§ WORK TO BE COMPLETED
Give every line of the records exactly, please, from the first up to and including the one containing "let mut csv_content".
□ □ □ □ □
//! Растровый экспорт документов в PDF
//!
//! One capture of a rendered element, sliced across A4 pages by translating
//! the same image upwards one page height at a time.

pub mod batch;
pub mod document;
pub mod offscreen;
pub mod page_plan;
pub mod pipeline;
pub mod raster;

use thiserror::Error;

pub use batch::join_by_key;
pub use offscreen::{export_element, OffscreenDocument};
pub use page_plan::{PagePlan, PAGE_HEIGHT_MM, PAGE_WIDTH_MM};
pub use pipeline::{export_document, BrowserDownload, DocumentSink, GeneratingGuard};
pub use raster::{Html2CanvasRasterizer, RasterImage, Rasterizer};

#[derive(Debug, Clone, PartialEq, Eq, Error)]
pub enum ExportError {
    #[error("Failed to capture document: {0}")]
    Capture(String),
    #[error("Captured image is empty")]
    EmptyImage,
    #[error("Invalid image data: {0}")]
    Encoding(String),
    #[error("Failed to download document: {0}")]
    Download(String),
    #[error("Document is not rendered")]
    NotRendered,
}
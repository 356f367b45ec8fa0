/// Выгрузка файлов из браузера: CSV для таблиц и двоичные документы (PDF)
use wasm_bindgen::JsCast;
use web_sys::{Blob, BlobPropertyBag, HtmlAnchorElement, Url};

/// Trait для типов, которые могут быть экспортированы в Excel (CSV, `;`)
pub trait ExcelExportable {
    /// Возвращает массив заголовков колонок
    fn headers() -> Vec<&'static str>;

    /// Преобразует объект в массив значений для CSV
    fn to_csv_row(&self) -> Vec<String>;
}

/// Builds the CSV text: UTF-8 BOM, header row, one row per item.
pub fn build_csv<T: ExcelExportable>(data: &[T]) -> String {
    // BOM, чтобы Excel корректно открыл UTF-8
    let mut csv_content = String::from('\u{FEFF}');
    csv_content.push_str(&T::headers().join(";"));
    csv_content.push('\n');
    for item in data {
        let row: Vec<String> = item
            .to_csv_row()
            .iter()
            .map(|cell| escape_csv_cell(cell))
            .collect();
        csv_content.push_str(&row.join(";"));
        csv_content.push('\n');
    }
    csv_content
}

/// Экспортирует список в CSV файл и инициирует скачивание
pub fn export_to_excel<T: ExcelExportable>(data: &[T], filename: &str) -> Result<(), String> {
    if data.is_empty() {
        return Err("Nothing to export".to_string());
    }
    let csv_content = build_csv(data);
    download_bytes(csv_content.as_bytes(), "text/csv;charset=utf-8;", filename)
}

/// Экранирует CSV ячейку, если она содержит разделитель, кавычки или перевод строки
fn escape_csv_cell(cell: &str) -> String {
    if cell.contains(';') || cell.contains('"') || cell.contains('\n') || cell.contains('\r') {
        format!("\"{}\"", cell.replace('"', "\"\""))
    } else {
        cell.to_string()
    }
}

/// Инициирует скачивание байтов под именем `filename`
pub fn download_bytes(bytes: &[u8], mime_type: &str, filename: &str) -> Result<(), String> {
    let array = js_sys::Array::new();
    array.push(&js_sys::Uint8Array::from(bytes));

    let properties = BlobPropertyBag::new();
    properties.set_type(mime_type);

    let blob = Blob::new_with_u8_array_sequence_and_options(&array, &properties)
        .map_err(|e| format!("Failed to create blob: {:?}", e))?;
    download_blob(&blob, filename)
}

/// Скачивание Blob через временную ссылку
fn download_blob(blob: &Blob, filename: &str) -> Result<(), String> {
    let window = web_sys::window().ok_or("No window object")?;
    let document = window.document().ok_or("No document object")?;
    let body = document.body().ok_or("No body element")?;

    let url = Url::create_object_url_with_blob(blob)
        .map_err(|e| format!("Failed to create object URL: {:?}", e))?;

    let anchor = document
        .create_element("a")
        .map_err(|e| format!("Failed to create anchor: {:?}", e))?
        .dyn_into::<HtmlAnchorElement>()
        .map_err(|e| format!("Failed to cast to anchor: {:?}", e))?;

    anchor.set_href(&url);
    anchor.set_download(filename);
    anchor
        .style()
        .set_property("display", "none")
        .map_err(|e| format!("Failed to set style: {:?}", e))?;

    body.append_child(&anchor)
        .map_err(|e| format!("Failed to append anchor: {:?}", e))?;
    anchor.click();
    body.remove_child(&anchor)
        .map_err(|e| format!("Failed to remove anchor: {:?}", e))?;

    Url::revoke_object_url(&url).map_err(|e| format!("Failed to revoke URL: {:?}", e))?;

    Ok(())
}

#[cfg(test)]
mod tests {
    use super::*;

    struct Row(&'static str, &'static str);

    impl ExcelExportable for Row {
        fn headers() -> Vec<&'static str> {
            vec!["Account", "Note"]
        }

        fn to_csv_row(&self) -> Vec<String> {
            vec![self.0.to_string(), self.1.to_string()]
        }
    }

    #[test]
    fn test_build_csv_escapes_cells() {
        let csv = build_csv(&[Row("A-1", "plain"), Row("A-2", "say \"hi\"; bye")]);
        assert_eq!(
            csv,
            "\u{FEFF}Account;Note\nA-1;plain\nA-2;\"say \"\"hi\"\"; bye\"\n"
        );
    }
}
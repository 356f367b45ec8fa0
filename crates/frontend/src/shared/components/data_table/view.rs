use super::column::{Cell, ColumnDef};
use super::state::{body_kind, total_pages, BodyKind, TableState};
use crate::shared::components::pagination_controls::PaginationControls;
use crate::shared::components::table::SortableHeaderCell;
use crate::shared::list_utils::SortDirection;
use leptos::prelude::*;
use std::sync::Arc;
use thaw::*;

pub type RowKey<T> = Arc<dyn Fn(&T) -> String + Send + Sync>;

/// Таблица с клиентской сортировкой и постраничным выводом (10 строк)
///
/// Renders "No columns defined" when `columns` is empty and "No data" when
/// `data` is empty, in place of the table. Sort and page state live only as
/// long as the component.
#[component]
pub fn DataTable<T>(
    #[prop(into)]
    data: Signal<Vec<T>>,

    columns: Vec<ColumnDef<T>>,

    /// Stable identifier written to each row as `data-row-key`
    #[prop(optional)]
    row_key: Option<RowKey<T>>,

    /// Колонка начальной сортировки
    #[prop(optional)]
    default_sort: Option<&'static str>,

    /// Направление начальной сортировки (по умолчанию по убыванию)
    #[prop(optional)]
    default_sort_direction: SortDirection,
) -> impl IntoView
where
    T: Clone + Send + Sync + 'static,
{
    let state = RwSignal::new(TableState::new(default_sort, default_sort_direction));
    let column_count = columns.len();
    let columns = Arc::new(columns);

    let kind = Memo::new(move |_| body_kind(column_count, data.with(Vec::len)));
    let page_count = Signal::derive(move || data.with(|d| total_pages(d.len())));
    let current_page =
        Signal::derive(move || state.with(|s| s.effective_page(page_count.get())));
    let on_page_change = Callback::new(move |page: usize| {
        let total = page_count.get_untracked();
        state.update(|s| s.go_to_page(page, total));
    });

    let table = move || {
        let header = render_header(&columns, state);
        let columns = Arc::clone(&columns);
        let row_key = row_key.clone();
        let rows = move || {
            let visible: Vec<T> = data.with(|d| {
                state.with(|s| s.visible_rows(d, &columns).into_iter().cloned().collect())
            });
            visible
                .into_iter()
                .map(|record| render_row(&record, &columns, row_key.as_ref()))
                .collect_view()
        };

        view! {
            <Table>
                <TableHeader>
                    <TableRow>{header}</TableRow>
                </TableHeader>
                <TableBody>{rows}</TableBody>
            </Table>
            <PaginationControls
                current_page=current_page
                total_pages=page_count
                on_page_change=on_page_change
            />
        }
    };

    view! {
        <div class="table">
            {move || match kind.get() {
                BodyKind::NoColumns => {
                    view! { <div class="table__placeholder">"No columns defined"</div> }.into_any()
                }
                BodyKind::NoData => {
                    view! { <div class="table__placeholder">"No data"</div> }.into_any()
                }
                BodyKind::Rows => table().into_any(),
            }}
        </div>
    }
}

fn render_header<T>(columns: &[ColumnDef<T>], state: RwSignal<TableState>) -> impl IntoView
where
    T: 'static,
{
    columns
        .iter()
        .map(|column| {
            let label = column.label().to_string();
            if column.is_sortable() {
                let key = column.key();
                view! {
                    <SortableHeaderCell
                        label=label
                        is_active=Signal::derive(move || state.with(|s| s.sort.field == Some(key)))
                        direction=Signal::derive(move || state.with(|s| s.sort.direction))
                        on_sort=Callback::new(move |_| state.update(|s| s.toggle_sort(key, true)))
                    />
                }
                .into_any()
            } else {
                view! { <TableHeaderCell>{label}</TableHeaderCell> }.into_any()
            }
        })
        .collect_view()
}

fn render_row<T>(record: &T, columns: &[ColumnDef<T>], row_key: Option<&RowKey<T>>) -> impl IntoView {
    let key = row_key.map(|key| key(record));
    let cells = columns
        .iter()
        .map(|column| {
            let content = match column.cell(record) {
                Cell::Actions(actions) => {
                    view! { <div class="table__actions">{actions}</div> }.into_any()
                }
                Cell::Rendered(rendered) => rendered,
                Cell::Raw(text) => view! { <TableCellLayout>{text}</TableCellLayout> }.into_any(),
            };
            view! { <TableCell>{content}</TableCell> }
        })
        .collect_view();

    view! {
        <TableRow attr:data-row-key=key>{cells}</TableRow>
    }
}
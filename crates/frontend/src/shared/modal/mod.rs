use crate::shared::icons::icon;
use leptos::ev;
use leptos::prelude::*;

/// Модальное окно формы. Закрывается по Escape, клику на подложку или крестику.
#[component]
pub fn Modal(
    #[prop(into)]
    title: String,
    on_close: Callback<()>,
    children: Children,
) -> impl IntoView {
    let keydown = window_event_listener(ev::keydown, move |event| {
        if event.key() == "Escape" {
            on_close.run(());
        }
    });
    on_cleanup(move || keydown.remove());

    view! {
        <div class="modal-overlay" on:click=move |_| on_close.run(())>
            <div class="modal" on:click=|ev: ev::MouseEvent| ev.stop_propagation()>
                <div class="modal-header">
                    <h2 class="modal-title">{title}</h2>
                    <div class="modal-header-actions">
                        <button class="button button--icon modal__close" on:click=move |_| on_close.run(())>
                            {icon("x")}
                        </button>
                    </div>
                </div>
                <div class="modal-body">
                    {children()}
                </div>
            </div>
        </div>
    }
}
□ □ □ □ □
§ ANSWER SECTION
//! Растровый экспорт документов в PDF
//!
//! One capture of a rendered element, sliced across A4 pages by translating
//! the same image upwards one page height at a time.

pub mod batch;
pub mod document;
pub mod offscreen;
pub mod page_plan;
pub mod pipeline;
pub mod raster;

use thiserror::Error;

pub use batch::join_by_key;
pub use offscreen::{export_element, OffscreenDocument};
pub use page_plan::{PagePlan, PAGE_HEIGHT_MM, PAGE_WIDTH_MM};
pub use pipeline::{export_document, BrowserDownload, DocumentSink, GeneratingGuard};
pub use raster::{Html2CanvasRasterizer, RasterImage, Rasterizer};

#[derive(Debug, Clone, PartialEq, Eq, Error)]
pub enum ExportError {
    #[error("Failed to capture document: {0}")]
    Capture(String),
    #[error("Captured image is empty")]
    EmptyImage,
    #[error("Invalid image data: {0}")]
    Encoding(String),
    #[error("Failed to download document: {0}")]
    Download(String),
    #[error("Document is not rendered")]
    NotRendered,
}
repository 356f367b45ec8fa0
/// Выгрузка файлов из браузера: CSV для таблиц и двоичные документы (PDF)
use wasm_bindgen::JsCast;
use web_sys::{Blob, BlobPropertyBag, HtmlAnchorElement, Url};

/// Trait для типов, которые могут быть экспортированы в Excel (CSV, `;`)
pub trait ExcelExportable {
    /// Возвращает массив заголовков колонок
    fn headers() -> Vec<&'static str>;

    /// Преобразует объект в массив значений для CSV
    fn to_csv_row(&self) -> Vec<String>;
}

/// Builds the CSV text: UTF-8 BOM, header row, one row per item.
pub fn build_csv<T: ExcelExportable>(data: &[T]) -> String {
    // BOM, чтобы Excel корректно открыл UTF-8
    let mut csv_content = String::from('\u{FEFF}');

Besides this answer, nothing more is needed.